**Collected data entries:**
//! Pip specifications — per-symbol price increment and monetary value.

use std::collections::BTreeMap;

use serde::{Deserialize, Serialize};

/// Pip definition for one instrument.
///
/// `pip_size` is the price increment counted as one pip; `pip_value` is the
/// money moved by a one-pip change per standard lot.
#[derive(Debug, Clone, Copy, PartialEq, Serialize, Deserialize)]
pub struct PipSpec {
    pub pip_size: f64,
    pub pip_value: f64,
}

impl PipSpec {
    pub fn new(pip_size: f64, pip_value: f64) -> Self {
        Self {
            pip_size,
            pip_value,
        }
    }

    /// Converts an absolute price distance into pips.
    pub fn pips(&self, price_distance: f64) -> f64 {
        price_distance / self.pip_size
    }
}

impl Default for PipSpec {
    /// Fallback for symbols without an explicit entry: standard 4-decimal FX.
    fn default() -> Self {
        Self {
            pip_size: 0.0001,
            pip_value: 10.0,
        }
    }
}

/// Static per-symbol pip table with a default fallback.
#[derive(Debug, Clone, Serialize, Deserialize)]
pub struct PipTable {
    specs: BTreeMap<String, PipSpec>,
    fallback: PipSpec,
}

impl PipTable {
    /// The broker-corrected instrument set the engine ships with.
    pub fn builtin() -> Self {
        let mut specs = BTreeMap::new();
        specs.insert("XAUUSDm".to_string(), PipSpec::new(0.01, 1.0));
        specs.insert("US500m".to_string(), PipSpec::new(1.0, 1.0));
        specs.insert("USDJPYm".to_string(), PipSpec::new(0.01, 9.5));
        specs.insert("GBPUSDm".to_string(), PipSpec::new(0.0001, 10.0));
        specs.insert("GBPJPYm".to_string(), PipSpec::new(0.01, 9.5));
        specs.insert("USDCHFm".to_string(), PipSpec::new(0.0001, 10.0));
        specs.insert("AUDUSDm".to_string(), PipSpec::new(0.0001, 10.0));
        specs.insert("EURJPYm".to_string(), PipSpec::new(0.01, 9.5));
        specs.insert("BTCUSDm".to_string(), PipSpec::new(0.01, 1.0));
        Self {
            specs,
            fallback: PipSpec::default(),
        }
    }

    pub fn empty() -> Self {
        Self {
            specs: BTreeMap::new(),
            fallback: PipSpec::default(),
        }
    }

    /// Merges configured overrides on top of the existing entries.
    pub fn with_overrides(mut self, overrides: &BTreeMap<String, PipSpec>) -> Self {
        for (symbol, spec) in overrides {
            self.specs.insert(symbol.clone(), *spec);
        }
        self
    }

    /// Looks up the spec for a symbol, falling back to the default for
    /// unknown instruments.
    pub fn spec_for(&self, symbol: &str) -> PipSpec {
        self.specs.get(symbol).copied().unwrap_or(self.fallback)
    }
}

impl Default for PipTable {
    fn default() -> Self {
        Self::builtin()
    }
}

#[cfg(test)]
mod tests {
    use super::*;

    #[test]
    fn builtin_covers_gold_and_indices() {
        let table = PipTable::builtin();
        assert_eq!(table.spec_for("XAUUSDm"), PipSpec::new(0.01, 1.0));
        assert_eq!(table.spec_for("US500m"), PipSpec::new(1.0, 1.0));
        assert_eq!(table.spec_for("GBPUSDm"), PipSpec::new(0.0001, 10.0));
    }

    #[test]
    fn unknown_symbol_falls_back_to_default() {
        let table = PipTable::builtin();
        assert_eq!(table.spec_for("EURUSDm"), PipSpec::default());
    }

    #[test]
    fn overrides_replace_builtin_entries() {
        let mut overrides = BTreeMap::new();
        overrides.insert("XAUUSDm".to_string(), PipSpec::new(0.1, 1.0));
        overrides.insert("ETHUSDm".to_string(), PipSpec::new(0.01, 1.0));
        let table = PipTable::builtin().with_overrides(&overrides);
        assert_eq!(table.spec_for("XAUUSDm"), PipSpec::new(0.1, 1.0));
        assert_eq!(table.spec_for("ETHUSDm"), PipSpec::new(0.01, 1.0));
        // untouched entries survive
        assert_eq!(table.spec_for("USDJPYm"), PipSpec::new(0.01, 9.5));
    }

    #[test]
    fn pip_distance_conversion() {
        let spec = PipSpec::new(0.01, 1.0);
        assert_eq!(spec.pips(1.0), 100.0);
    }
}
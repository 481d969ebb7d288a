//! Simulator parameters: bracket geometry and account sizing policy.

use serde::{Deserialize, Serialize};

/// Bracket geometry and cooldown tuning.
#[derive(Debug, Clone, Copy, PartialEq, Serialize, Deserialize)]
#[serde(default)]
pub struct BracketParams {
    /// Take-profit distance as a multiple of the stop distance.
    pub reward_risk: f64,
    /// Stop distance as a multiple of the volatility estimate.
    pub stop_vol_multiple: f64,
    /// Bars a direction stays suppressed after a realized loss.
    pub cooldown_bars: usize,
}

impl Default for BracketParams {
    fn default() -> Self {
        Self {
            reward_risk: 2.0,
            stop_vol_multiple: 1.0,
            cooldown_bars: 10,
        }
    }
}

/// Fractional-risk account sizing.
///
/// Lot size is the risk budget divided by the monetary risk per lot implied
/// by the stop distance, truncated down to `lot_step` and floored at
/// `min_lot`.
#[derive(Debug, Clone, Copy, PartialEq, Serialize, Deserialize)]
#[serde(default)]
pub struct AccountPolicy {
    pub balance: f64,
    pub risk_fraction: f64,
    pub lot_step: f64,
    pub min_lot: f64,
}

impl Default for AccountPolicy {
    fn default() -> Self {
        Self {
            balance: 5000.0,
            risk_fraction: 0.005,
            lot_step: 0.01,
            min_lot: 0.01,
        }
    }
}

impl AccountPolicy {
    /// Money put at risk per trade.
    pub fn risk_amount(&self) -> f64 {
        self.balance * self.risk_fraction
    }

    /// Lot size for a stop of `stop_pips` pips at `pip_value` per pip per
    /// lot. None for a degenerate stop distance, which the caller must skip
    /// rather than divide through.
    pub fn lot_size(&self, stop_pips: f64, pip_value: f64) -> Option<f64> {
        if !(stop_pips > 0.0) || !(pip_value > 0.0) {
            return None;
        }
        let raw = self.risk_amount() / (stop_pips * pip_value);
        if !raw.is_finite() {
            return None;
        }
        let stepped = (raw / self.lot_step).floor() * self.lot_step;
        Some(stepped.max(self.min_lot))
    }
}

**EXERCISE:** All the data must be duplicated exactly, with nothing added or removed.

**RESULT FOR THIS TASK:**
//! Pip specifications — per-symbol price increment and monetary value.

use std::collections::BTreeMap;

use serde::{Deserialize, Serialize};

/// Pip definition for one instrument.
///
/// `pip_size` is the price increment counted as one pip; `pip_value` is the
/// money moved by a one-pip change per standard lot.
#[derive(Debug, Clone, Copy, PartialEq, Serialize, Deserialize)]
pub struct PipSpec {
    pub pip_size: f64,
    pub pip_value: f64,
}

impl PipSpec {
    pub fn new(pip_size: f64, pip_value: f64) -> Self {
        Self {
            pip_size,
            pip_value,
        }
    }

    /// Converts an absolute price distance into pips.
    pub fn pips(&self, price_distance: f64) -> f64 {
        price_distance / self.pip_size
    }
}

impl Default for PipSpec {
    /// Fallback for symbols without an explicit entry: standard 4-decimal FX.
    fn default() -> Self {
        Self {
            pip_size: 0.0001,
            pip_value: 10.0,
        }
    }
}

/// Static per-symbol pip table with a default fallback.
#[derive(Debug, Clone, Serialize, Deserialize)]
pub struct PipTable {
    specs: BTreeMap<String, PipSpec>,
    fallback: PipSpec,
}

impl PipTable {
    /// The broker-corrected instrument set the engine ships with.
    pub fn builtin() -> Self {
        let mut specs = BTreeMap::new();
        specs.insert("XAUUSDm".to_string(), PipSpec::new(0.01, 1.0));
        specs.insert("US500m".to_string(), PipSpec::new(1.0, 1.0));
        specs.insert("USDJPYm".to_string(), PipSpec::new(0.01, 9.5));
        specs.insert("GBPUSDm".to_string(), PipSpec::new(0.0001, 10.0));
        specs.insert("GBPJPYm".to_string(), PipSpec::new(0.01, 9.5));
        specs.insert("USDCHFm".to_string(), PipSpec::new(0.0001, 10.0));
        specs.insert("AUDUSDm".to_string(), PipSpec::new(0.0001, 10.0));
        specs.insert("EURJPYm".to_string(), PipSpec::new(0.01, 9.5));
        specs.insert("BTCUSDm".to_string(), PipSpec::new(0.01, 1.0));
        Self {
            specs,
            fallback: PipSpec::default(),
        }
    }

    pub fn empty() -> Self {
        Self {
            specs: BTreeMap::new(),
            fallback: PipSpec::default(),
        }
    }

    /// Merges configured overrides on top of the existing entries.
    pub fn with_overrides(mut self, overrides: &BTreeMap<String, PipSpec>) -> Self {
        for (symbol, spec) in overrides {
            self.specs.insert(symbol.clone(), *spec);
        }
        self
    }

    /// Looks up the spec for a symbol, falling back to the default for
    /// unknown instruments.
    pub fn spec_for(&self, symbol: &str) -> PipSpec {
        self.specs.get(symbol).copied().unwrap_or(self.fallback)
    }
}

impl Default for PipTable {
    fn default() -> Self {
        Self::builtin()
    }
}

#[cfg(test)]
mod tests {
    use super::*;

    #[test]
    fn builtin_covers_gold_and_indices() {
        let table = PipTable::builtin();
        assert_eq!(table.spec_for("XAUUSDm"), PipSpec::new(0.01, 1.0));
        assert_eq!(table.spec_for("US500m"), PipSpec::new(1.0, 1.0));
        assert_eq!(table.spec_for("GBPUSDm"), PipSpec::new(0.0001, 10.0));
    }

    #[test]
    fn unknown_symbol_falls_back_to_default() {
        let table = PipTable::builtin();
        assert_eq!(table.spec_for("EURUSDm"), PipSpec::default());
    }

    #[test]
    fn overrides_replace_builtin_entries() {
        let mut overrides = BTreeMap::new();
        overrides.insert("XAUUSDm".to_string(), PipSpec::new(0.1, 1.0));
        overrides.insert("ETHUSDm".to_string(), PipSpec::new(0.01, 1.0));
        let table = PipTable::builtin().with_overrides(&overrides);
        assert_eq!(table.spec_for("XAUUSDm"), PipSpec::new(0.1, 1.0));
        assert_eq!(table.spec_for("ETHUSDm"), PipSpec::new(0.01, 1.0));
        // untouched entries survive
        assert_eq!(table.spec_for("USDJPYm"), PipSpec::new(0.01, 9.5));
    }

    #[test]
    fn pip_distance_conversion() {
        let spec = PipSpec::new(0.01, 1.0);
        assert_eq!(spec.pips(1.0), 100.0);
    }
}
repository 481d969ebb7d288a
//! Simulator parameters: bracket geometry and account sizing policy.

use serde::{Deserialize, Serialize};

/// Bracket geometry and cooldown tuning.
#[derive(Debug, Clone, Copy, PartialEq, Serialize, Deserialize)]
#[serde(default)]
pub struct BracketParams {
    /// Take-profit distance as a multiple of the stop distance.
    pub reward_risk: f64,
    /// Stop distance as a multiple of the volatility estimate.
    pub stop_vol_multiple: f64,
    /// Bars a direction stays suppressed after a realized loss.
    pub cooldown_bars: usize,
}

impl Default for BracketParams {
    fn default() -> Self {
        Self {
            reward_risk: 2.0,
            stop_vol_multiple: 1.0,
            cooldown_bars: 10,
        }
    }
}

/// Fractional-risk account sizing.
///
/// Lot size is the risk budget divided by the monetary risk per lot implied
/// by the stop distance, truncated down to `lot_step` and floored at
/// `min_lot`.
#[derive(Debug, Clone, Copy, PartialEq, Serialize, Deserialize)]
#[serde(default)]
pub struct AccountPolicy {
    pub balance: f64,
    pub risk_fraction: f64,
    pub lot_step: f64,
    pub min_lot: f64,
}

impl Default for AccountPolicy {
    fn default() -> Self {
        Self {
            balance: 5000.0,
            risk_fraction: 0.005,
            lot_step: 0.01,
            min_lot: 0.01,
        }
    }
}

impl AccountPolicy {
    /// Money put at risk per trade.
    pub fn risk_amount(&self) -> f64 {
        self.balance * self.risk_fraction
    }

    /// Lot size for a stop of `stop_pips` pips at `pip_value` per pip per
    /// lot. None for a degenerate stop distance, which the caller must skip
    /// rather than divide through.
    pub fn lot_size(&self, stop_pips: f64, pip_value: f64) -> Option<f64> {
        if !(stop_pips > 0.0) || !(pip_value > 0.0) {
            return None;
        }
        let raw = self.risk_amount() / (stop_pips * pip_value);
        if !raw.is_finite() {
            return None;
        }
        let stepped = (raw / self.lot_step).floor() * self.lot_step;
        Some(stepped.max(self.min_lot))
    }
}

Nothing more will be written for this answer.